Dit kan worden afgeleid uit de verklaring van verdachte zelf ter terechtzitting alsmede uit de verklaringen van enkele collega-leerkrachten van verdachte die aanwezig waren op het strand. Op basis van de verklaringen kan tevens worden vastgesteld dat direct daarop het vuur oplaaide en er een vlam in de fles schoot. Vervolgens is de fles met kracht uit de hand van verdachte in achterwaartse richting geschoten.
Een grote steekvlam schoot daarna over het vuur, naar de rechtbank begrijpt min of meer horizontaal, in de richting van de leerlingen die zich aan de andere zijde van het kampvuur bevonden.
Van de zijde van de verdediging is aangevoerd dat deze laatste gebeurtenis niet voorzienbaar was. De raadsman beroept zich op de verklaring van deskundige
ing. P.B. Reijman, werkzaam bij Efectis Nederland B.V. (onderdeel van T.N.O.), ter terechtzitting afgelegd. Daarbij stelt de raadsman dat bij benadering niet vooraf gezegd kon worden of deze grote steekvlam zou ontstaan.
Voor zover het verweer op deze wijze is geformuleerd, geeft de verdediging naar het oordeel van de rechtbank een onjuiste invulling aan het begrip voorzienbaarheid. Aldus geformuleerd wordt de vraag gesteld naar de voorspelbaarheid. Dit is naar het oordeel van de rechtbank wezenlijk iets anders dan voorzienbaarheid.
Ter terechtzitting heeft de deskundige verklaard dat diverse fysische eigenschappen van de gebruikte wasbenzine bepalend kunnen zijn geweest bij het ontstaan van de steekvlam. Een rol kan gespeeld hebben de hoge temperatuur van de smeulende en/of licht brandende houtblokken, waardoor de wasbenzinedamp is ontbrand. Ook is mogelijk dat in de vorm van een vonk de drempel van de minimale ontstekingsenergie is overschreden. Verder kan een rol gespeeld hebben de omstandigheid dat de straal wasbenzine die vanuit de fles werd gegoten een verbinding heeft gevormd tussen de vloeistof in de fles en het vuur. Eveneens, zo begrijpt de rechtbank de deskundige, kan bij het uitschenken een zodanig gasluchtmengsel zijn ontstaan boven dan wel bij het vuur dat dit als gevolg van de temperatuur ter plaatse (die op zijn beurt ook weer door vele factoren wordt bepaald) is ontploft. Voorts heeft de deskundige de mogelijkheid opengelaten dat de temperatuur in de fles was opgelopen door de nabijheid van het vuur en dat dit de ontbranding of explosie heeft veroorzaakt.
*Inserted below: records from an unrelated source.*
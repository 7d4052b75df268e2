/// Time to ramp from silence to peak, in seconds
pub const ATTACK_TIME: f64 = 0.05;
/// Envelope peak amplitude
pub const PEAK_LEVEL: f32 = 0.5;
/// Oscillator keeps running this long after the envelope reaches silence
pub const STOP_DELAY: f64 = 0.1;

/// Trapezoidal note envelope
/// Linear ramp up to PEAK_LEVEL over ATTACK_TIME, linear ramp back to silence
/// ending exactly at the note duration, then a silent tail of STOP_DELAY
/// before the voice is released. Implemented as a sample-counting state machine.
pub struct Envelope {
    state: EnvelopeState,
    /// Samples since note on
    elapsed: u64,
    /// Sample at which the attack reaches the peak
    attack_end: u64,
    /// Sample at which the release reaches silence (note duration)
    release_end: u64,
    /// Sample at which the voice stops
    stop_at: u64,
    current_level: f32,
    sample_rate: f32,
}

#[derive(Debug, Clone, Copy, PartialEq)]
enum EnvelopeState {
    Idle,
    Attack,
    Release,
    Tail,
}

impl Envelope {
    pub fn new(sample_rate: f32) -> Self {
        Self {
            state: EnvelopeState::Idle,
            elapsed: 0,
            attack_end: 0,
            release_end: 0,
            stop_at: 0,
            current_level: 0.0,
            sample_rate,
        }
    }

    /// Start a note lasting `duration` seconds
    pub fn note_on(&mut self, duration: f64) {
        let sample_rate = self.sample_rate as f64;
        let duration = duration.max(0.0);

        self.elapsed = 0;
        self.attack_end = (ATTACK_TIME.min(duration) * sample_rate).round() as u64;
        self.release_end = (duration * sample_rate).round() as u64;
        self.stop_at = ((duration + STOP_DELAY) * sample_rate).round() as u64;
        self.current_level = 0.0;

        // A zero-length note never opens the gate
        self.state = if self.release_end == 0 {
            EnvelopeState::Tail
        } else {
            EnvelopeState::Attack
        };
    }

    /// Check if envelope is active (not idle)
    pub fn is_active(&self) -> bool {
        !matches!(self.state, EnvelopeState::Idle)
    }

    /// Generate next envelope sample
    pub fn next_sample(&mut self) -> f32 {
        match self.state {
            EnvelopeState::Idle => {
                self.current_level = 0.0;
            }

            EnvelopeState::Attack if self.elapsed < self.attack_end => {
                let progress = self.elapsed as f32 / self.attack_end as f32;
                self.current_level = PEAK_LEVEL * progress;
            }

            EnvelopeState::Attack | EnvelopeState::Release => {
                if self.elapsed >= self.release_end {
                    self.current_level = 0.0;
                    self.state = EnvelopeState::Tail;
                } else {
                    self.state = EnvelopeState::Release;
                    let span = (self.release_end - self.attack_end) as f32;
                    let progress = (self.elapsed - self.attack_end) as f32 / span;
                    self.current_level = PEAK_LEVEL * (1.0 - progress);
                }
            }

            EnvelopeState::Tail => {
                self.current_level = 0.0;
                if self.elapsed >= self.stop_at {
                    self.state = EnvelopeState::Idle;
                }
            }
        }

        self.elapsed += 1;
        self.current_level
    }

    /// Reset envelope to idle state
    pub fn reset(&mut self) {
        self.state = EnvelopeState::Idle;
        self.current_level = 0.0;
        self.elapsed = 0;
    }
}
Naar het oordeel van de rechtbank dient hier gesproken te worden van een typische situatie van meervoudige causaliteit waarbij een reconstructie niet goed mogelijk is. Slechts een beschouwing achteraf waarbij van waarschijnlijkheden wordt uitgegaan, is mogelijk.
Voorts heeft de deskundige verklaard dat zelfs onder min of meer gecontroleerde omstandigheden niet van tevoren gezegd kan worden dat het gevolg van een grote horizontale steekvlam zal optreden. De deskundige heeft er daarbij op gewezen dat een factor als de wijze waarop de vloeistof wordt uitgeschonken, ook een rol kan spelen.
Deze onmogelijkheid om een voorspelling te doen dient naar het oordeel van de rechtbank echter te worden onderscheiden van de voorzienbaarheid als juridisch criterium.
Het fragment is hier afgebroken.